Mrs. Cooperman has spent her life passionately advocating on behalf of the developmentally disabled. A graduate of Hunter College with a master’s degree in special education, she recently retired from a career as a special education specialist at the Early Childhood Learning Center in Chatham. Her leadership in community organizations is wide-reaching. She has served as a board member at the JCC MetroWest for more than 30 years and as an officer and board member of Jewish services for the developmentally disabled and Jespy House. She also served as a board member of the Jewish Community Foundation of MetroWest, the Crohn’s and Colitis Foundation, the former Theresa Grotta Rehabilitation Center and numerous other organizations.

The Cooperman Family Pavilion will feature a floor dedicated to a new Neonatal Intensive Care Unit and new units on three floors offering all private rooms. The ground floor will offer cardiac, vascular, pulmonary and electroencephalography diagnostic services in a location convenient for outpatients. Other key elements of the overall west wing initiative will include a new expanded surgery center, a parking garage that connects to the new building, and two new parking areas on campus that will be designed to provide better access for patients and visitors.
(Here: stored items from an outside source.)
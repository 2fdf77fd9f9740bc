//! Audio device seam
//!
//! Capture and playback hardware stay outside the crate. A call asks the
//! injected [`AudioDevices`] factory for an input and an output once the
//! codec is negotiated, and the driver pumps PCM between them and the RTP
//! channel on a fixed tick. Devices keep their own clock and buffer
//! internally; a pump only exchanges what is already buffered.

use super::rtp::RtpAudioChannel;
use tracing::{debug, warn};

/// 16-bit signed little-endian PCM format
#[derive(Debug, Clone, Copy, PartialEq, Eq)]
pub struct AudioFormat {
    pub sample_rate: u32,
    pub channels: u16,
}

impl AudioFormat {
    pub fn bytes_per_second(&self) -> usize {
        self.sample_rate as usize * self.channels as usize * 2
    }

    /// Bytes covering `ms` milliseconds of audio
    pub fn bytes_for_ms(&self, ms: u32) -> usize {
        self.bytes_per_second() * ms as usize / 1000
    }
}

/// Microphone side
pub trait AudioInput: Send {
    /// Drain PCM captured since the last call, without blocking
    fn read(&mut self) -> Vec<u8>;
    fn stop(&mut self);
}

/// Speaker side
pub trait AudioOutput: Send {
    /// Bytes the device can accept without blocking
    fn bytes_free(&self) -> usize;
    fn write(&mut self, pcm: &[u8]);
    /// The device ran dry and stopped playing
    fn is_underrun(&self) -> bool;
    fn restart(&mut self);
    fn stop(&mut self);
}

/// Factory for audio devices, injected into the client
pub trait AudioDevices: Send + Sync {
    fn open_input(&self, format: AudioFormat) -> Option<Box<dyn AudioInput>>;
    fn open_output(&self, format: AudioFormat) -> Option<Box<dyn AudioOutput>>;
}

/// Input and output bound to one call's RTP channel
pub struct AudioPipeline {
    input: Option<Box<dyn AudioInput>>,
    output: Option<Box<dyn AudioOutput>>,
}

impl AudioPipeline {
    /// Open both devices for the channel's negotiated format
    pub fn open(devices: &dyn AudioDevices, channel: &RtpAudioChannel) -> Option<Self> {
        let format = channel.audio_format()?;
        let input = devices.open_input(format);
        if input.is_none() {
            warn!("Could not open audio input for {:?}", format);
        }
        let output = devices.open_output(format);
        if output.is_none() {
            warn!("Could not open audio output for {:?}", format);
        }
        Some(Self { input, output })
    }

    /// Move captured audio into the channel and channel audio to the speaker
    pub fn pump(&mut self, channel: &mut RtpAudioChannel) {
        if let Some(input) = self.input.as_mut() {
            let pcm = input.read();
            if !pcm.is_empty() {
                if let Err(e) = channel.write(&pcm) {
                    debug!("Dropping captured audio: {}", e);
                }
            }
        }

        if let Some(output) = self.output.as_mut() {
            if output.is_underrun() {
                debug!("Audio output underrun, restarting");
                output.restart();
            }
            let free = output.bytes_free();
            if free > 0 {
                let pcm = channel.read(free);
                output.write(&pcm);
            }
        }
    }

    pub fn stop(&mut self) {
        if let Some(mut input) = self.input.take() {
            input.stop();
        }
        if let Some(mut output) = self.output.take() {
            output.stop();
        }
    }
}

impl Drop for AudioPipeline {
    fn drop(&mut self) {
        self.stop();
    }
}

/// Devices that capture silence and discard playback, one frame per pump
#[derive(Debug, Clone, Copy)]
pub struct NullAudioDevices {
    pub frame_ms: u32,
}

impl Default for NullAudioDevices {
    fn default() -> Self {
        Self { frame_ms: 20 }
    }
}

struct SilentInput {
    frame_bytes: usize,
    running: bool,
}

impl AudioInput for SilentInput {
    fn read(&mut self) -> Vec<u8> {
        if self.running {
            vec![0; self.frame_bytes]
        } else {
            Vec::new()
        }
    }

    fn stop(&mut self) {
        self.running = false;
    }
}

struct DiscardOutput {
    frame_bytes: usize,
    running: bool,
}

impl AudioOutput for DiscardOutput {
    fn bytes_free(&self) -> usize {
        if self.running {
            self.frame_bytes
        } else {
            0
        }
    }

    fn write(&mut self, _pcm: &[u8]) {}

    fn is_underrun(&self) -> bool {
        false
    }

    fn restart(&mut self) {
        self.running = true;
    }

    fn stop(&mut self) {
        self.running = false;
    }
}

impl AudioDevices for NullAudioDevices {
    fn open_input(&self, format: AudioFormat) -> Option<Box<dyn AudioInput>> {
        Some(Box::new(SilentInput {
            frame_bytes: format.bytes_for_ms(self.frame_ms),
            running: true,
        }))
    }

    fn open_output(&self, format: AudioFormat) -> Option<Box<dyn AudioOutput>> {
        Some(Box::new(DiscardOutput {
            frame_bytes: format.bytes_for_ms(self.frame_ms),
            running: true,
        }))
    }
}
/// STUN message format (RFC 5389)
use std::net::{IpAddr, Ipv4Addr, Ipv6Addr, SocketAddr};
use thiserror::Error;

/// STUN errors
#[derive(Error, Debug, Clone, PartialEq, Eq)]
pub enum StunError {
    #[error("Message too short: {0} bytes")]
    TooShort(usize),

    #[error("Unknown message type: {0:#x}")]
    UnknownType(u16),

    #[error("Invalid magic cookie")]
    InvalidCookie,
}

/// STUN message type
#[derive(Debug, Clone, Copy, PartialEq, Eq)]
pub enum StunMessageType {
    BindingRequest,
    BindingResponse,
    BindingErrorResponse,
}

impl StunMessageType {
    pub fn from_u16(value: u16) -> Option<Self> {
        match value {
            0x0001 => Some(StunMessageType::BindingRequest),
            0x0101 => Some(StunMessageType::BindingResponse),
            0x0111 => Some(StunMessageType::BindingErrorResponse),
            _ => None,
        }
    }

    pub fn to_u16(self) -> u16 {
        match self {
            StunMessageType::BindingRequest => 0x0001,
            StunMessageType::BindingResponse => 0x0101,
            StunMessageType::BindingErrorResponse => 0x0111,
        }
    }
}

/// STUN attribute type
#[derive(Debug, Clone, Copy, PartialEq, Eq)]
pub enum StunAttributeType {
    MappedAddress = 0x0001,
    ChangedAddress = 0x0005,
    ErrorCode = 0x0009,
    XorMappedAddress = 0x0020,
    Software = 0x8022,
}

/// STUN attribute
#[derive(Debug, Clone, PartialEq, Eq)]
pub enum StunAttribute {
    MappedAddress(SocketAddr),
    XorMappedAddress(SocketAddr),
    /// RFC 3489 CHANGED-ADDRESS, read but never acted upon
    ChangedAddress(SocketAddr),
    Software(String),
    ErrorCode(u16, String),
    Unknown(u16, Vec<u8>),
}

/// STUN message
#[derive(Debug, Clone, PartialEq, Eq)]
pub struct StunMessage {
    pub message_type: StunMessageType,
    pub transaction_id: [u8; 12],
    pub attributes: Vec<StunAttribute>,
}

impl StunMessage {
    /// Magic cookie for STUN (RFC 5389)
    pub const MAGIC_COOKIE: u32 = 0x2112A442;

    /// Create new STUN Binding Request
    pub fn new_binding_request() -> Self {
        Self {
            message_type: StunMessageType::BindingRequest,
            transaction_id: rand::random(),
            attributes: Vec::new(),
        }
    }

    /// Create a Binding Response reporting `mapped` as XOR-MAPPED-ADDRESS
    pub fn new_binding_response(transaction_id: [u8; 12], mapped: SocketAddr) -> Self {
        Self {
            message_type: StunMessageType::BindingResponse,
            transaction_id,
            attributes: vec![StunAttribute::XorMappedAddress(mapped)],
        }
    }

    /// Cheap check for the fixed STUN header, used to demultiplex datagrams
    pub fn is_stun(data: &[u8]) -> bool {
        data.len() >= 20
            && data[0] & 0xC0 == 0
            && u32::from_be_bytes([data[4], data[5], data[6], data[7]]) == Self::MAGIC_COOKIE
    }

    /// Serialize to bytes
    pub fn to_bytes(&self) -> Vec<u8> {
        let mut buffer = Vec::new();

        // Message Type (2 bytes)
        buffer.extend_from_slice(&self.message_type.to_u16().to_be_bytes());

        // Message Length (2 bytes) - will update later
        let length_pos = buffer.len();
        buffer.extend_from_slice(&0u16.to_be_bytes());

        // Magic Cookie (4 bytes)
        buffer.extend_from_slice(&Self::MAGIC_COOKIE.to_be_bytes());

        // Transaction ID (12 bytes)
        buffer.extend_from_slice(&self.transaction_id);

        // Attributes
        let attributes_start = buffer.len();
        for attr in &self.attributes {
            self.write_attribute(&mut buffer, attr);
        }

        // Update message length
        let attributes_len = buffer.len() - attributes_start;
        buffer[length_pos..length_pos + 2].copy_from_slice(&(attributes_len as u16).to_be_bytes());

        buffer
    }

    /// Parse from bytes
    pub fn from_bytes(data: &[u8]) -> Result<Self, StunError> {
        if data.len() < 20 {
            return Err(StunError::TooShort(data.len()));
        }

        // Parse message type
        let message_type_raw = u16::from_be_bytes([data[0], data[1]]);
        let message_type = StunMessageType::from_u16(message_type_raw)
            .ok_or(StunError::UnknownType(message_type_raw))?;

        // Parse message length
        let message_length = u16::from_be_bytes([data[2], data[3]]) as usize;

        // Check magic cookie
        let magic_cookie = u32::from_be_bytes([data[4], data[5], data[6], data[7]]);
        if magic_cookie != Self::MAGIC_COOKIE {
            return Err(StunError::InvalidCookie);
        }

        // Parse transaction ID
        let mut transaction_id = [0u8; 12];
        transaction_id.copy_from_slice(&data[8..20]);

        // Parse attributes
        let mut attributes = Vec::new();
        let mut offset = 20;

        while offset < 20 + message_length {
            if offset + 4 > data.len() {
                break;
            }

            let attr_type = u16::from_be_bytes([data[offset], data[offset + 1]]);
            let attr_length = u16::from_be_bytes([data[offset + 2], data[offset + 3]]) as usize;

            offset += 4;

            if offset + attr_length > data.len() {
                break;
            }

            let attr_data = &data[offset..offset + attr_length];
            if let Some(attr) = Self::parse_attribute(attr_type, attr_data, &transaction_id) {
                attributes.push(attr);
            }

            // Attributes are padded to 4-byte boundary
            offset += attr_length;
            offset += (4 - (attr_length % 4)) % 4;
        }

        Ok(Self {
            message_type,
            transaction_id,
            attributes,
        })
    }

    fn write_header(buffer: &mut Vec<u8>, attr_type: StunAttributeType, len: usize) {
        buffer.extend_from_slice(&(attr_type as u16).to_be_bytes());
        buffer.extend_from_slice(&(len as u16).to_be_bytes());
    }

    fn write_padding(buffer: &mut Vec<u8>, len: usize) {
        let padding = (4 - (len % 4)) % 4;
        buffer.extend_from_slice(&vec![0u8; padding]);
    }

    /// Encode an address value, XOR-ed with the cookie and transaction ID if `xor`
    fn write_address(&self, buffer: &mut Vec<u8>, addr: &SocketAddr, xor: bool) {
        let mut key = [0u8; 16];
        if xor {
            key[0..4].copy_from_slice(&Self::MAGIC_COOKIE.to_be_bytes());
            key[4..16].copy_from_slice(&self.transaction_id);
        }

        let (family, octets): (u8, Vec<u8>) = match addr.ip() {
            IpAddr::V4(ip) => (0x01, ip.octets().to_vec()),
            IpAddr::V6(ip) => (0x02, ip.octets().to_vec()),
        };
        let port = addr.port() ^ u16::from_be_bytes([key[0], key[1]]);

        buffer.push(0);
        buffer.push(family);
        buffer.extend_from_slice(&port.to_be_bytes());
        buffer.extend(octets.iter().zip(key.iter()).map(|(b, k)| b ^ k));
    }

    /// Write attribute to buffer
    fn write_attribute(&self, buffer: &mut Vec<u8>, attr: &StunAttribute) {
        match attr {
            StunAttribute::MappedAddress(addr) => {
                Self::write_header(buffer, StunAttributeType::MappedAddress, address_len(addr));
                self.write_address(buffer, addr, false);
            }
            StunAttribute::XorMappedAddress(addr) => {
                Self::write_header(buffer, StunAttributeType::XorMappedAddress, address_len(addr));
                self.write_address(buffer, addr, true);
            }
            StunAttribute::ChangedAddress(addr) => {
                Self::write_header(buffer, StunAttributeType::ChangedAddress, address_len(addr));
                self.write_address(buffer, addr, false);
            }
            StunAttribute::Software(software) => {
                Self::write_header(buffer, StunAttributeType::Software, software.len());
                buffer.extend_from_slice(software.as_bytes());
                Self::write_padding(buffer, software.len());
            }
            StunAttribute::ErrorCode(code, reason) => {
                let len = 4 + reason.len();
                Self::write_header(buffer, StunAttributeType::ErrorCode, len);
                buffer.extend_from_slice(&[0, 0, (code / 100) as u8, (code % 100) as u8]);
                buffer.extend_from_slice(reason.as_bytes());
                Self::write_padding(buffer, len);
            }
            StunAttribute::Unknown(attr_type, data) => {
                buffer.extend_from_slice(&attr_type.to_be_bytes());
                buffer.extend_from_slice(&(data.len() as u16).to_be_bytes());
                buffer.extend_from_slice(data);
                Self::write_padding(buffer, data.len());
            }
        }
    }

    fn parse_address(data: &[u8], key: &[u8; 16]) -> Option<SocketAddr> {
        if data.len() < 8 {
            return None;
        }
        let family = data[1];
        let port = u16::from_be_bytes([data[2], data[3]]) ^ u16::from_be_bytes([key[0], key[1]]);

        match family {
            0x01 => {
                let mut octets = [0u8; 4];
                for i in 0..4 {
                    octets[i] = data[4 + i] ^ key[i];
                }
                Some(SocketAddr::new(IpAddr::V4(Ipv4Addr::from(octets)), port))
            }
            0x02 if data.len() >= 20 => {
                let mut octets = [0u8; 16];
                for i in 0..16 {
                    octets[i] = data[4 + i] ^ key[i];
                }
                Some(SocketAddr::new(IpAddr::V6(Ipv6Addr::from(octets)), port))
            }
            _ => None,
        }
    }

    /// Parse attribute from bytes
    fn parse_attribute(attr_type: u16, data: &[u8], transaction_id: &[u8; 12]) -> Option<StunAttribute> {
        let plain = [0u8; 16];
        match attr_type {
            0x0001 => Self::parse_address(data, &plain).map(StunAttribute::MappedAddress),
            0x0005 => Self::parse_address(data, &plain).map(StunAttribute::ChangedAddress),
            0x0020 => {
                // XOR with magic cookie + transaction ID
                let mut xor_key = [0u8; 16];
                xor_key[0..4].copy_from_slice(&Self::MAGIC_COOKIE.to_be_bytes());
                xor_key[4..16].copy_from_slice(transaction_id);
                Self::parse_address(data, &xor_key).map(StunAttribute::XorMappedAddress)
            }
            0x0009 if data.len() >= 4 => {
                let code = (data[2] & 0x07) as u16 * 100 + data[3] as u16;
                let reason = String::from_utf8_lossy(&data[4..]).to_string();
                Some(StunAttribute::ErrorCode(code, reason))
            }
            0x8022 => String::from_utf8(data.to_vec()).ok().map(StunAttribute::Software),
            _ => Some(StunAttribute::Unknown(attr_type, data.to_vec())),
        }
    }

    /// Add SOFTWARE attribute
    pub fn add_software(&mut self, software: String) {
        self.attributes.push(StunAttribute::Software(software));
    }

    /// Get XOR-MAPPED-ADDRESS attribute
    pub fn get_xor_mapped_address(&self) -> Option<SocketAddr> {
        self.attributes.iter().find_map(|attr| match attr {
            StunAttribute::XorMappedAddress(addr) => Some(*addr),
            _ => None,
        })
    }

    /// Get MAPPED-ADDRESS attribute
    pub fn get_mapped_address(&self) -> Option<SocketAddr> {
        self.attributes.iter().find_map(|attr| match attr {
            StunAttribute::MappedAddress(addr) => Some(*addr),
            _ => None,
        })
    }

    /// Reflexive address, XOR-MAPPED-ADDRESS preferred
    pub fn reflexive_address(&self) -> Option<SocketAddr> {
        self.get_xor_mapped_address().or_else(|| self.get_mapped_address())
    }

    /// Get CHANGED-ADDRESS attribute
    pub fn get_changed_address(&self) -> Option<SocketAddr> {
        self.attributes.iter().find_map(|attr| match attr {
            StunAttribute::ChangedAddress(addr) => Some(*addr),
            _ => None,
        })
    }
}

fn address_len(addr: &SocketAddr) -> usize {
    if addr.is_ipv4() {
        8
    } else {
        20
    }
}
In addition to Saint Barnabas Medical Center, the Coopermans have supported many other organizations, including the JCC MetroWest, their alma maters Hunter College and Columbia Business School, and New Jersey Performing Arts Center in Newark. As Mr. Cooperman concludes, “In life, everyone has the choice to be a consumer or a giver, and my wife and I choose to be among the latter. We are not hedonistic; we don’t have a lot of material needs or wants. And we recognize that we have been incredibly fortunate. That places an obligation on us to maximize the opportunities we have to give back and help others—an obligation that we joyously embrace.” —D.L.